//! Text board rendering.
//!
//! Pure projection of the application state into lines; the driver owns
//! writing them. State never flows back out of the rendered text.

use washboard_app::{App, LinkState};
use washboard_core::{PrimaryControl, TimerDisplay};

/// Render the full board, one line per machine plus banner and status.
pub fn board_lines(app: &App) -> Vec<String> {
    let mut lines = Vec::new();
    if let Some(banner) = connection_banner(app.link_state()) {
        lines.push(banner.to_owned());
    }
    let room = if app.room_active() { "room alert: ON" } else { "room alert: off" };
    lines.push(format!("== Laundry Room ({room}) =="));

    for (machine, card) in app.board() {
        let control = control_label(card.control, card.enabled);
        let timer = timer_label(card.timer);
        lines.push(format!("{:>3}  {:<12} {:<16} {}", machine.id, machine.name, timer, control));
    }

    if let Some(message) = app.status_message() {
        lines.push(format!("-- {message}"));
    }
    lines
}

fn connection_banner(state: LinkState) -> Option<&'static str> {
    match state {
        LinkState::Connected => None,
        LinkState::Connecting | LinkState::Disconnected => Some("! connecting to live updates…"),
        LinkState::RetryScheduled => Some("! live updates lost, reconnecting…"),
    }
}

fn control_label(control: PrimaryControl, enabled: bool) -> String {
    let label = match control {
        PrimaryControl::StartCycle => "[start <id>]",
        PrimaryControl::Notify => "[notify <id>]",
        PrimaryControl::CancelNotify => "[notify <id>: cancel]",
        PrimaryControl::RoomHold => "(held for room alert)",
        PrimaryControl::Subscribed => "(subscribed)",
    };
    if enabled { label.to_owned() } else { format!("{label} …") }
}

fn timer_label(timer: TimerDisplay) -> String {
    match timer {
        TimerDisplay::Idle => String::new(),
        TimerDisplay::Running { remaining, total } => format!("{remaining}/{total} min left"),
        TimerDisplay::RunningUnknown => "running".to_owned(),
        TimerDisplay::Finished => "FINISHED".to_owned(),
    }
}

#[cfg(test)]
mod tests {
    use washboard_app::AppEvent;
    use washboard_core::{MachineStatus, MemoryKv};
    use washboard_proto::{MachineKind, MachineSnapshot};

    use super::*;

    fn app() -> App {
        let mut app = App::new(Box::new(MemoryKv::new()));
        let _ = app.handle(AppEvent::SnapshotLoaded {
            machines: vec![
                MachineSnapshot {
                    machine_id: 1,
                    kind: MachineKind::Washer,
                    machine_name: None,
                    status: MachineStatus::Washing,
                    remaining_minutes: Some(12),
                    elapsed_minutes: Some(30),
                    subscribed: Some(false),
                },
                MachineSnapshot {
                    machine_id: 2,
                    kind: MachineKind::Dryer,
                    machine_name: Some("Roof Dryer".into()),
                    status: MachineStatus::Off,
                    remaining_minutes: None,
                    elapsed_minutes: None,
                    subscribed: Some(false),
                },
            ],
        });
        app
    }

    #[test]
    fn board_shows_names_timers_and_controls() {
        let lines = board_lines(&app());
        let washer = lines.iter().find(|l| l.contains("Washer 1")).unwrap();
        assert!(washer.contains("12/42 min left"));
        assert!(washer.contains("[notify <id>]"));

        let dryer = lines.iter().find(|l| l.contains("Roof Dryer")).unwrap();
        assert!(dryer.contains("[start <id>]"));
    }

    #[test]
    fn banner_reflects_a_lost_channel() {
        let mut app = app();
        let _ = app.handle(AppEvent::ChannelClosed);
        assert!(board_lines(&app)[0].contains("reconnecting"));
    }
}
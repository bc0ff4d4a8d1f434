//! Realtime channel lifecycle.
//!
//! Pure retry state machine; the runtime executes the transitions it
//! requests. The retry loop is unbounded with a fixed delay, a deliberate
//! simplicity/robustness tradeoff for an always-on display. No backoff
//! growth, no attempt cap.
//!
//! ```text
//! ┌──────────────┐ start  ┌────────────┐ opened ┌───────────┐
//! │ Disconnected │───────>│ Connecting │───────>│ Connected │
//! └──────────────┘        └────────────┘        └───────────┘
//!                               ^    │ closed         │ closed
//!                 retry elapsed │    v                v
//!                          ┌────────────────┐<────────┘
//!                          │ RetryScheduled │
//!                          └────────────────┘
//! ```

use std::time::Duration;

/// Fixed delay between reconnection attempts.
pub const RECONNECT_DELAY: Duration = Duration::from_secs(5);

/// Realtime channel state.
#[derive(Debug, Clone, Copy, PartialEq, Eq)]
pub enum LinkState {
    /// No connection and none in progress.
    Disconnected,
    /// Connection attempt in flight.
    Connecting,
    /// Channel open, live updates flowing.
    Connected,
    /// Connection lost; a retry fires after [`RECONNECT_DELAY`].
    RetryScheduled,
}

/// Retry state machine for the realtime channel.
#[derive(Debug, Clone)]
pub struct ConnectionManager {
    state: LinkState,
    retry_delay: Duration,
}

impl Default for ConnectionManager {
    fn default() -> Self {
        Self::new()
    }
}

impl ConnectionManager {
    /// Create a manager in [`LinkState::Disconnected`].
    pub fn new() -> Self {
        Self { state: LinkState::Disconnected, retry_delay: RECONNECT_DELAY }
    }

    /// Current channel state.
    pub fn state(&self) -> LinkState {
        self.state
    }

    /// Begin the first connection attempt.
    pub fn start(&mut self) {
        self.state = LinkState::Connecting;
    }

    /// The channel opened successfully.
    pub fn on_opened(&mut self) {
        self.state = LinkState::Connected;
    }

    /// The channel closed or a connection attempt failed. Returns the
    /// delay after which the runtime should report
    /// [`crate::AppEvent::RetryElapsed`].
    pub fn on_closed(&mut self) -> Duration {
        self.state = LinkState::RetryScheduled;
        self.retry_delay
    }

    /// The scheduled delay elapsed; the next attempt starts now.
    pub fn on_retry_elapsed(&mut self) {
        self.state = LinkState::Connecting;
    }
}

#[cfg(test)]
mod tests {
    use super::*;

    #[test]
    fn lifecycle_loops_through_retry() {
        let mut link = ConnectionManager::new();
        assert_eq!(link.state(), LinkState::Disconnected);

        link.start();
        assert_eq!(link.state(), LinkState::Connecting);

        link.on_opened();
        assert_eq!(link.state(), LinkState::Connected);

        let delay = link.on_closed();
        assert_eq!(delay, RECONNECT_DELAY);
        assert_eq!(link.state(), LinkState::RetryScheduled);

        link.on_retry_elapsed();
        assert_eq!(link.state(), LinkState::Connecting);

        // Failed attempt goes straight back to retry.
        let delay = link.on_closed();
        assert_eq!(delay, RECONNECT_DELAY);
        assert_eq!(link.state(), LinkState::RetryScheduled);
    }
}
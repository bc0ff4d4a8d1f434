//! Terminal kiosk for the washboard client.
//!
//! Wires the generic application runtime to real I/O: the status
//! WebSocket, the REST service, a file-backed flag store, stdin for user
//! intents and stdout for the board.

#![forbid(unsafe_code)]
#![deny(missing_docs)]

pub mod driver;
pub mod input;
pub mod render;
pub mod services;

========================

■ INSTRUCTIONS FOR THE TASK ■
Retype the material word for word. Add nothing to it.

■ THE COMPLETED TASK ■
//! Text board rendering.
//!
//! Pure projection of the application state into lines; the driver owns
//! writing them. State never flows back out of the rendered text.

use washboard_app::{App, LinkState};
use washboard_core::{PrimaryControl, TimerDisplay};

/// Render the full board, one line per machine plus banner and status.
pub fn board_lines(app: &App) -> Vec<String> {
    let mut lines = Vec::new();
    if let Some(banner) = connection_banner(app.link_state()) {
        lines.push(banner.to_owned());
    }
    let room = if app.room_active() { "room alert: ON" } else { "room alert: off" };
    lines.push(format!("== Laundry Room ({room}) =="));

    for (machine, card) in app.board() {
        let control = control_label(card.control, card.enabled);
        let timer = timer_label(card.timer);
        lines.push(format!("{:>3}  {:<12} {:<16} {}", machine.id, machine.name, timer, control));
    }

    if let Some(message) = app.status_message() {
        lines.push(format!("-- {message}"));
    }
    lines
}

fn connection_banner(state: LinkState) -> Option<&'static str> {
    match state {
        LinkState::Connected => None,
        LinkState::Connecting | LinkState::Disconnected => Some("! connecting to live updates…"),
        LinkState::RetryScheduled => Some("! live updates lost, reconnecting…"),
    }
}

fn control_label(control: PrimaryControl, enabled: bool) -> String {
    let label = match control {
        PrimaryControl::StartCycle => "[start <id>]",
        PrimaryControl::Notify => "[notify <id>]",
        PrimaryControl::CancelNotify => "[notify <id>: cancel]",
        PrimaryControl::RoomHold => "(held for room alert)",
        PrimaryControl::Subscribed => "(subscribed)",
    };
    if enabled { label.to_owned() } else { format!("{label} …") }
}

fn timer_label(timer: TimerDisplay) -> String {
    match timer {
        TimerDisplay::Idle => String::new(),
        TimerDisplay::Running { remaining, total } => format!("{remaining}/{total} min left"),
        TimerDisplay::RunningUnknown => "running".to_owned(),
        TimerDisplay::Finished => "FINISHED".to_owned(),
    }
}

#[cfg(test)]
mod tests {
    use washboard_app::AppEvent;
    use washboard_core::{MachineStatus, MemoryKv};
    use washboard_proto::{MachineKind, MachineSnapshot};

    use super::*;

    fn app() -> App {
        let mut app = App::new(Box::new(MemoryKv::new()));
        let _ = app.handle(AppEvent::SnapshotLoaded {
            machines: vec![
                MachineSnapshot {
                    machine_id: 1,
                    kind: MachineKind::Washer,
                    machine_name: None,
                    status: MachineStatus::Washing,
                    remaining_minutes: Some(12),
                    elapsed_minutes: Some(30),
                    subscribed: Some(false),
                },
                MachineSnapshot {
                    machine_id: 2,
                    kind: MachineKind::Dryer,
                    machine_name: Some("Roof Dryer".into()),
                    status: MachineStatus::Off,
                    remaining_minutes: None,
                    elapsed_minutes: None,
                    subscribed: Some(false),
                },
            ],
        });
        app
    }

    #[test]
    fn board_shows_names_timers_and_controls() {
        let lines = board_lines(&app());
        let washer = lines.iter().find(|l| l.contains("Washer 1")).unwrap();
        assert!(washer.contains("12/42 min left"));
        assert!(washer.contains("[notify <id>]"));

        let dryer = lines.iter().find(|l| l.contains("Roof Dryer")).unwrap();
        assert!(dryer.contains("[start <id>]"));
    }

    #[test]
    fn banner_reflects_a_lost_channel() {
        let mut app = app();
        let _ = app.handle(AppEvent::ChannelClosed);
        assert!(board_lines(&app)[0].contains("reconnecting"));
    }
}
repository bc0ff4d4a8d1f434
//! Realtime channel lifecycle.
//!
//! Pure retry state machine; the runtime executes the transitions it
//! requests. The retry loop is unbounded with a fixed delay, a deliberate
//! simplicity/robustness tradeoff for an always-on display. No backoff
//! growth, no attempt cap.
//!
//! ```text
//! ┌──────────────┐ start  ┌────────────┐ opened ┌───────────┐
//! │ Disconnected │───────>│ Connecting │───────>│ Connected │
//! └──────────────┘        └────────────┘        └───────────┘
//!                               ^    │ closed         │ closed
//!                 retry elapsed │    v                v
//!                          ┌────────────────┐<────────┘
//!                          │ RetryScheduled │
//!                          └────────────────┘
//! ```

use std::time::Duration;

/// Fixed delay between reconnection attempts.
pub const RECONNECT_DELAY: Duration = Duration::from_secs(5);

/// Realtime channel state.
#[derive(Debug, Clone, Copy, PartialEq, Eq)]
pub enum LinkState {
    /// No connection and none in progress.
    Disconnected,
    /// Connection attempt in flight.
    Connecting,
    /// Channel open, live updates flowing.
    Connected,
    /// Connection lost; a retry fires after [`RECONNECT_DELAY`].
    RetryScheduled,
}

/// Retry state machine for the realtime channel.
#[derive(Debug, Clone)]
pub struct ConnectionManager {
    state: LinkState,
    retry_delay: Duration,
}

impl Default for ConnectionManager {
    fn default() -> Self {
        Self::new()
    }
}

impl ConnectionManager {
    /// Create a manager in [`LinkState::Disconnected`].
    pub fn new() -> Self {
        Self { state: LinkState::Disconnected, retry_delay: RECONNECT_DELAY }
    }

    /// Current channel state.
    pub fn state(&self) -> LinkState {
        self.state
    }

    /// Begin the first connection attempt.
    pub fn start(&mut self) {
        self.state = LinkState::Connecting;
    }

    /// The channel opened successfully.
    pub fn on_opened(&mut self) {
        self.state = LinkState::Connected;
    }

    /// The channel closed or a connection attempt failed. Returns the
    /// delay after which the runtime should report
    /// [`crate::AppEvent::RetryElapsed`].
    pub fn on_closed(&mut self) -> Duration {
        self.state = LinkState::RetryScheduled;
        self.retry_delay
    }

    /// The scheduled delay elapsed; the next attempt starts now.
    pub fn on_retry_elapsed(&mut self) {
        self.state = LinkState::Connecting;
    }
}

#[cfg(test)]
mod tests {
    use super::*;

    #[test]
    fn lifecycle_loops_through_retry() {
        let mut link = ConnectionManager::new();
        assert_eq!(link.state(), LinkState::Disconnected);

        link.start();
        assert_eq!(link.state(), LinkState::Connecting);

        link.on_opened();
        assert_eq!(link.state(), LinkState::Connected);

        let delay = link.on_closed();
        assert_eq!(delay, RECONNECT_DELAY);
        assert_eq!(link.state(), LinkState::RetryScheduled);

        link.on_retry_elapsed();
        assert_eq!(link.state(), LinkState::Connecting);

        // Failed attempt goes straight back to retry.
        let delay = link.on_closed();
        assert_eq!(delay, RECONNECT_DELAY);
        assert_eq!(link.state(), LinkState::RetryScheduled);
    }
}
repository bc0ff4d4a8d1f434
//! Terminal kiosk for the washboard client.
//!
//! Wires the generic application runtime to real I/O: the status
//! WebSocket, the REST service, a file-backed flag store, stdin for user
//! intents and stdout for the board.

#![forbid(unsafe_code)]
#![deny(missing_docs)]

pub mod driver;
pub mod input;
pub mod render;
pub mod services;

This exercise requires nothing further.